The auction continues online at CharityBuzz.com, closing May 6, 2010, where the lots include a 2010 Lexus Hybrid (est. $40,000, current bid $32,500), a behind-the-scenes preview with Simon Doonan of Barney’s holiday windows (est. $8,000, current bid $37,500), lunch with David Duchovny on the set of Californication (est. $5,000, current bid $1,505), and a rather astonishing array of many more artworks, luxury items and celebrity tête-á-têtes.
"BRIC" AT PHILLIPS LONDON
Financial gurus have been talking for years about BRIC (Brazil, Russia, India, China) as a developing nation "package" that investors should look at, and Philips de Pury & Company actually put together an auction on the theme, accompanied by a lush catalogue filled with guest essays, which went off in London on the evening of Apr. 23, 2010 (with day sales to follow on Apr. 24).

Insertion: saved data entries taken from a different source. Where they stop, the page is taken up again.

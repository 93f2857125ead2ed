//! S/MIME PKCS#7 envelope operations: sign, encrypt, decrypt, verify.

pub mod envelope;
pub mod subject;

pub use envelope::{
    certificate_subject, check_cert_key, check_not_expiring, decrypt, encrypt, get_signer_cert,
    sign, verify, verify_cert_not_expiring, verify_cert_path, Cipher, CryptoError, CERT_EXPIRY_WINDOW,
    VerifyOutcome,
};
//! `StompTransport`: a long-lived TCP/TLS STOMP 1.x session.
//!
//! Connection-state-machine shape grounded in
//! `examples/Treystu-SCMessenger/core/src/relay/client.rs`: an
//! `Arc<RwLock<ConnectionState>>`, an async `start`/reconnect flow that
//! walks a list of candidates, a `thiserror` error enum, and
//! `tokio::test`-based integration tests against a real in-process TCP
//! listener standing in for the broker. The wire framing itself (NUL-
//! terminated STOMP text frames rather than `relay/client.rs`'s
//! length-prefixed binary protocol) comes from `transport::frame`.

use std::collections::HashMap;
use std::sync::atomic::{AtomicU64, Ordering};
use std::sync::Arc;
use std::time::Duration;

use tokio::io::{AsyncRead, AsyncReadExt, AsyncWrite, AsyncWriteExt};
use tokio::net::TcpStream;
use tokio::sync::{mpsc, Mutex, Notify, RwLock};
use tokio::time::timeout;
use tracing::{debug, info, warn};

use super::frame::Frame;
use super::{Delivery, TransportError};

/// Initial-CONNECT deadline (`CONNECTION_TIMEOUT` in `ssm/ssm2.py`).
pub const CONNECTION_TIMEOUT: Duration = Duration::from_secs(10);
/// Pause between closing a dead socket and re-walking the broker list
/// (`handle_disconnect`'s `sleep(2)` in `ssm/ssm2.py`).
pub const RECONNECT_PAUSE: Duration = Duration::from_secs(2);
const RECEIPT_POLL_INTERVAL: Duration = Duration::from_millis(10);
const SUBSCRIPTION_ID: &str = "1";

#[derive(Debug, Clone, Copy, PartialEq, Eq)]
pub enum ConnectionState {
    Idle,
    Connecting,
    Connected,
    Subscribed,
    Disconnecting,
    Dead,
}

trait Stream: AsyncRead + AsyncWrite + Unpin + Send {}
impl<T: AsyncRead + AsyncWrite + Unpin + Send> Stream for T {}

struct Connected {
    writer: Mutex<Box<dyn Stream>>,
}

pub struct StompTransport {
    brokers: Vec<(String, u16)>,
    use_ssl: bool,
    destination: Option<String>,
    state: Arc<RwLock<ConnectionState>>,
    connected_notify: Arc<Notify>,
    receipt_rx: Option<mpsc::Receiver<String>>,
    receipt_tx: mpsc::Sender<String>,
    deliveries_tx: Option<mpsc::UnboundedSender<Delivery>>,
    deliveries_rx: Option<mpsc::UnboundedReceiver<Delivery>>,
    conn: Option<Connected>,
    txn_counter: AtomicU64,
}

impl StompTransport {
    pub fn new(brokers: Vec<(String, u16)>, use_ssl: bool) -> Self {
        let (receipt_tx, receipt_rx) = mpsc::channel(8);
        let (deliveries_tx, deliveries_rx) = mpsc::unbounded_channel();
        StompTransport {
            brokers,
            use_ssl,
            destination: None,
            state: Arc::new(RwLock::new(ConnectionState::Idle)),
            connected_notify: Arc::new(Notify::new()),
            receipt_rx: Some(receipt_rx),
            receipt_tx,
            deliveries_tx: Some(deliveries_tx),
            deliveries_rx: Some(deliveries_rx),
            conn: None,
            txn_counter: AtomicU64::new(0),
        }
    }

    pub fn with_destination(mut self, destination: String) -> Self {
        self.destination = Some(destination);
        self
    }

    pub async fn state(&self) -> ConnectionState {
        *self.state.read().await
    }

    /// Non-blocking drain of whatever the background reader task has
    /// queued since the last call; the Receiver loop calls this once per
    /// 100ms tick instead of an explicit `pull`.
    pub fn try_recv(&mut self) -> Option<Delivery> {
        self.deliveries_rx.as_mut()?.try_recv().ok()
    }

    async fn dial_one(&mut self, host: &str, port: u16) -> Result<(), TransportError> {
        let tcp = TcpStream::connect((host, port)).await?;
        let boxed: Box<dyn Stream> = if self.use_ssl {
            let connector = tokio_native_tls::TlsConnector::from(native_tls::TlsConnector::new()?);
            Box::new(connector.connect(host, tcp).await.map_err(|e| {
                TransportError::Io(std::io::Error::new(std::io::ErrorKind::Other, e.to_string()))
            })?)
        } else {
            warn!("connecting to {}:{} without TLS", host, port);
            Box::new(tcp)
        };

        let (mut read_half, write_half) = tokio::io::split(boxed);

        let connect_frame = Frame::new("CONNECT")
            .header("accept-version", "1.2")
            .header("host", host);

        let writer = Mutex::new(write_half as Box<dyn Stream>);
        // Send CONNECT before handing the writer off to the shared slot.
        {
            let mut guard = writer.lock().await;
            guard.write_all(&connect_frame.encode()).await?;
        }

        self.conn = Some(Connected { writer });

        let state = self.state.clone();
        let notify = self.connected_notify.clone();
        let receipt_tx = self.receipt_tx.clone();
        let deliveries_tx = self.deliveries_tx.clone();

        tokio::spawn(async move {
            let mut buf = Vec::with_capacity(4096);
            let mut chunk = [0u8; 4096];
            loop {
                let n = match read_half.read(&mut chunk).await {
                    Ok(0) => {
                        debug!("stomp socket closed by peer");
                        *state.write().await = ConnectionState::Dead;
                        return;
                    }
                    Ok(n) => n,
                    Err(e) => {
                        warn!("stomp read error: {}", e);
                        *state.write().await = ConnectionState::Dead;
                        return;
                    }
                };
                buf.extend_from_slice(&chunk[..n]);

                while let Some((frame, consumed)) = Frame::parse(&buf) {
                    buf.drain(..consumed);
                    match frame.command.as_str() {
                        "CONNECTED" => {
                            *state.write().await = ConnectionState::Connected;
                            notify.notify_one();
                        }
                        "RECEIPT" => {
                            if let Some(id) = frame.get("receipt-id") {
                                let _ = receipt_tx.try_send(id.to_string());
                            }
                        }
                        "MESSAGE" => {
                            if let Some(tx) = &deliveries_tx {
                                let headers: HashMap<String, String> =
                                    frame.headers.iter().cloned().collect();
                                let _ = tx.send(Delivery {
                                    headers,
                                    body: frame.body,
                                    ack_id: None,
                                });
                            }
                        }
                        "ERROR" => {
                            warn!("stomp ERROR frame received");
                            *state.write().await = ConnectionState::Dead;
                            return;
                        }
                        _ => {}
                    }
                }
            }
        });

        Ok(())
    }

    /// `start()`: Idle -> Connecting, walk the broker list in order, first
    /// successful CONNECT wins.
    pub async fn start(&mut self) -> Result<(), TransportError> {
        *self.state.write().await = ConnectionState::Connecting;
        let brokers = self.brokers.clone();
        for (host, port) in brokers {
            if self.dial_one(&host, port).await.is_err() {
                continue;
            }
            match timeout(CONNECTION_TIMEOUT, self.connected_notify.notified()).await {
                Ok(()) if *self.state.read().await == ConnectionState::Connected => {
                    info!("stomp connected to {}:{}", host, port);
                    return Ok(());
                }
                _ => {
                    warn!("broker {}:{} did not confirm CONNECT in time", host, port);
                    self.conn = None;
                    continue;
                }
            }
        }
        *self.state.write().await = ConnectionState::Dead;
        Err(TransportError::NoBroker)
    }

    /// Closes any remaining socket, sleeps 2s, then re-walks the broker
    /// list (spec.md §4.4.2).
    pub async fn reconnect(&mut self) -> Result<(), TransportError> {
        self.conn = None;
        tokio::time::sleep(RECONNECT_PAUSE).await;
        self.start().await
    }

    pub async fn subscribe(&mut self, destination: &str) -> Result<(), TransportError> {
        let frame = Frame::new("SUBSCRIBE")
            .header("destination", destination)
            .header("id", SUBSCRIPTION_ID)
            .header("ack", "auto");
        self.send_frame(&frame).await?;
        *self.state.write().await = ConnectionState::Subscribed;
        Ok(())
    }

    async fn send_frame(&mut self, frame: &Frame) -> Result<(), TransportError> {
        let conn = self.conn.as_ref().ok_or(TransportError::LostConnection)?;
        let mut guard = conn.writer.lock().await;
        guard.write_all(&frame.encode()).await?;
        Ok(())
    }

    /// Attach headers `{destination, receipt=id, empa-id=id}` and block
    /// until the matching RECEIPT frame arrives, polling connection
    /// health roughly every 10ms in the meantime (spec.md §4.4.2).
    pub async fn publish(&mut self, body: &[u8], id: &str) -> Result<(), TransportError> {
        let destination = self
            .destination
            .clone()
            .ok_or(TransportError::LostConnection)?;
        let frame = Frame::new("SEND")
            .header("destination", &destination)
            .header("receipt", id)
            .header("empa-id", id)
            .body(body.to_vec());
        self.send_frame(&frame).await?;

        let receipt_rx = self
            .receipt_rx
            .as_mut()
            .expect("receipt channel always present");
        loop {
            tokio::select! {
                received = receipt_rx.recv() => {
                    match received {
                        Some(receipt_id) if receipt_id == id => return Ok(()),
                        Some(_other) => continue, // stale receipt, keep waiting
                        None => return Err(TransportError::LostConnection),
                    }
                }
                _ = tokio::time::sleep(RECEIPT_POLL_INTERVAL) => {
                    if *self.state.read().await == ConnectionState::Dead {
                        return Err(TransportError::LostConnection);
                    }
                }
            }
        }
    }

    /// `BEGIN`+`ABORT` a transaction with a unique id; a pure keep-alive
    /// ping, never actually commits anything.
    pub async fn send_ping(&mut self) -> Result<(), TransportError> {
        let txn_id = format!(
            "{}-{}",
            std::time::SystemTime::now()
                .duration_since(std::time::UNIX_EPOCH)
                .unwrap_or_default()
                .as_nanos(),
            self.txn_counter.fetch_add(1, Ordering::SeqCst)
        );
        self.send_frame(&Frame::new("BEGIN").header("transaction", &txn_id))
            .await?;
        self.send_frame(&Frame::new("ABORT").header("transaction", &txn_id))
            .await
    }

    pub async fn stop(&mut self) -> Result<(), TransportError> {
        *self.state.write().await = ConnectionState::Disconnecting;
        if self.conn.is_some() {
            let _ = self.send_frame(&Frame::new("DISCONNECT")).await;
        }
        self.conn = None;
        *self.state.write().await = ConnectionState::Dead;
        Ok(())
    }
}

#[cfg(test)]
mod tests {
    use super::*;
    use tokio::net::TcpListener;

    async fn fake_broker(listener: TcpListener, receipt_id: &'static str) {
        let (mut socket, _) = listener.accept().await.unwrap();
        let mut buf = vec![0u8; 4096];
        loop {
            let n = socket.read(&mut buf).await.unwrap();
            if n == 0 {
                return;
            }
            let (frame, _) = Frame::parse(&buf[..n]).expect("valid test frame");
            match frame.command.as_str() {
                "CONNECT" => {
                    let connected = Frame::new("CONNECTED").header("version", "1.2");
                    socket.write_all(&connected.encode()).await.unwrap();
                }
                "SEND" => {
                    let receipt = Frame::new("RECEIPT").header("receipt-id", receipt_id);
                    socket.write_all(&receipt.encode()).await.unwrap();
                }
                "DISCONNECT" => return,
                _ => {}
            }
        }
    }

    #[tokio::test]
    async fn connect_transitions_to_connected() {
        let listener = TcpListener::bind("127.0.0.1:0").await.unwrap();
        let addr = listener.local_addr().unwrap();
        tokio::spawn(fake_broker(listener, "msg-1"));

        let mut transport = StompTransport::new(vec![(addr.ip().to_string(), addr.port())], false);
        transport.start().await.unwrap();
        assert_eq!(transport.state().await, ConnectionState::Connected);
    }

    #[tokio::test]
    async fn publish_waits_for_matching_receipt() {
        let listener = TcpListener::bind("127.0.0.1:0").await.unwrap();
        let addr = listener.local_addr().unwrap();
        tokio::spawn(fake_broker(listener, "msg-42"));

        let mut transport = StompTransport::new(vec![(addr.ip().to_string(), addr.port())], false)
            .with_destination("/queue/accounting".to_string());
        transport.start().await.unwrap();
        transport.publish(b"hello", "msg-42").await.unwrap();
    }

    #[tokio::test]
    async fn exhausting_broker_list_is_no_broker_error() {
        let mut transport = StompTransport::new(vec![("127.0.0.1".to_string(), 1)], false);
        let result = transport.start().await;
        assert!(matches!(result, Err(TransportError::NoBroker)));
    }
}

The evening sale totaled £4,135,150 ($6,351,590), results the firm called "thrilling," and set new auction records for Komar & Melamid ($1,009,536 -- congrats for breaking the $1,000,000 barrier, guys), Lygia Clark ($564,096) and Os Gêmeos. The last two artists are categorized as Brazilian, in case there are any doubts about the South-American presence in the contemporary market.
Another BRIC player in the top ten is Jitish Kallat (b. 1974), an Indian Pop artist who shows at Haunch of Venison and who has 80 works in the Artnet price database, topping out at $386,000. His work in the sale, a zany 16-foot-wide painting of four laughing boys called Untitled (Eclipse) (2007), sold for $259,968, just above its presale high estimate.
Another winning Indian artist is T.V. Santhosh (b. 1968), whose large, super-colored photo-based paintings were recently shown in New York at Jack Shainman Gallery. His intense painting of a soldier with his prisoner, hands bound by plastic ties, sold for $250,752, also just above the presale high estimate.
Sotheby’s Russian, Turkish
The April art market is nothing if not global. Sotheby’s New York sales of Russian art earlier this week totaled $13,572,252, with almost 70 percent of the 249 lots finding buyers, and included a new auction record for Pavel Tchelitchew, whose Hide-and-Seek (1940-42) at the Museum of Modern Art was an obligatory stop for tripping art-lovers in the late 1960s, despite the fact that his work had fallen out of favor during the abstract era.
At Sotheby’s his 1937 Portrait of Ruth Ford -- the sale featured lots from the holdings of her and her brother, the legendary modernist Charles Henri Ford -- sold for $986,500, almost five times the presale high estimate. The painting is a realistic and psychologically intense rendering of the 26-year-old actress (later to marry Zachary Scott) without allegorical high-jinks, save for a wreath of hands surrounding the subject like a halo, spelling her name in sign language.
Earlier in the month, on Apr. 15, 2010, Sotheby’s London held its second contemporary Turkish art sale (dubbed Contemporary Art: Turkish, for some reason), totaling £2,436,850 ($3,779,067), and setting no less than 16 new auction records. According to the firm, 32 percent of the successful bidders were new faces. Who knew?
The top lots included an Untitled pictographic abstraction from 1954 by the Istanbul-born artist Fahrelnissa Zeid (1900-91), who married the brother of Jordan’s King Faisal I in 1933 and had her first New York exhibition at the Hugo Gallery in 1950. It sold for $1,019,263.
A dramatic photorealist painting by Taner Ceylan (b. 1967) of an ominous-looking (faux?) official with a cigar, titled 1881, sold for about $188,000. Ceylan’s paintings were exhibited in New York last year at I-20. Both prices are new auction records for the artists.
A decorative acrylic-on-wood abstraction by Haluk Akakçe, titled Incubation -- Isolation -- Transmission (2009), sold for $67,072, also a new auction record for a work by the artist.
Photos in NYC
The New York auction houses held their spring photo sales in mid-April. Christie’s two-day-long, three-part photo auctions on Apr. 14-15 totaled $9.2 million, including a special collection of 70 lots by Irving Penn -- a sure winner -- from the collection of Patricia McCabe, Penn’s longtime personal assistant, which was 100 percent sold at $3,851,250.
Another highlight for Christie’s came from the Baio Collection of Photography, which featured photos of children (and has nothing to do with Scott Baio, as far as could be ascertained). It was 71 percent sold. A gelatin silver chloride print of Eugène Atget’s famous Joueur d’Orgue (ca. 1989-99), a candid of a Paris organ grinder and his cheerful child assistant, sold for $686,500, rather more than the presale high estimate of $150,000 and a new auction record for the artist.
Sotheby’s photo auction on Apr. 13 totaled $5,081,265, with almost 82 percent of the 240 lots selling. Top lots included Edward Weston’s Nautilus (1927), which went for $1,082,500, about double its high presale estimate, to a "California-based collector" and a László Moholy-Nagy photogram from the early 1920s that sold for $290,500, perhaps to the same "California-based collector."
Collectors Michael Mattis and Judith Hochberg snagged Weston’s Civilian Defense (1942) for $152,500, also double the presale high estimate, and Pace-MacGill Gallery won Robert Frank’s decidedly nonrural photograph of Butte, Montana (1956) from "The Americans" for $146,500, over a presale estimate of $30,000-$40,000.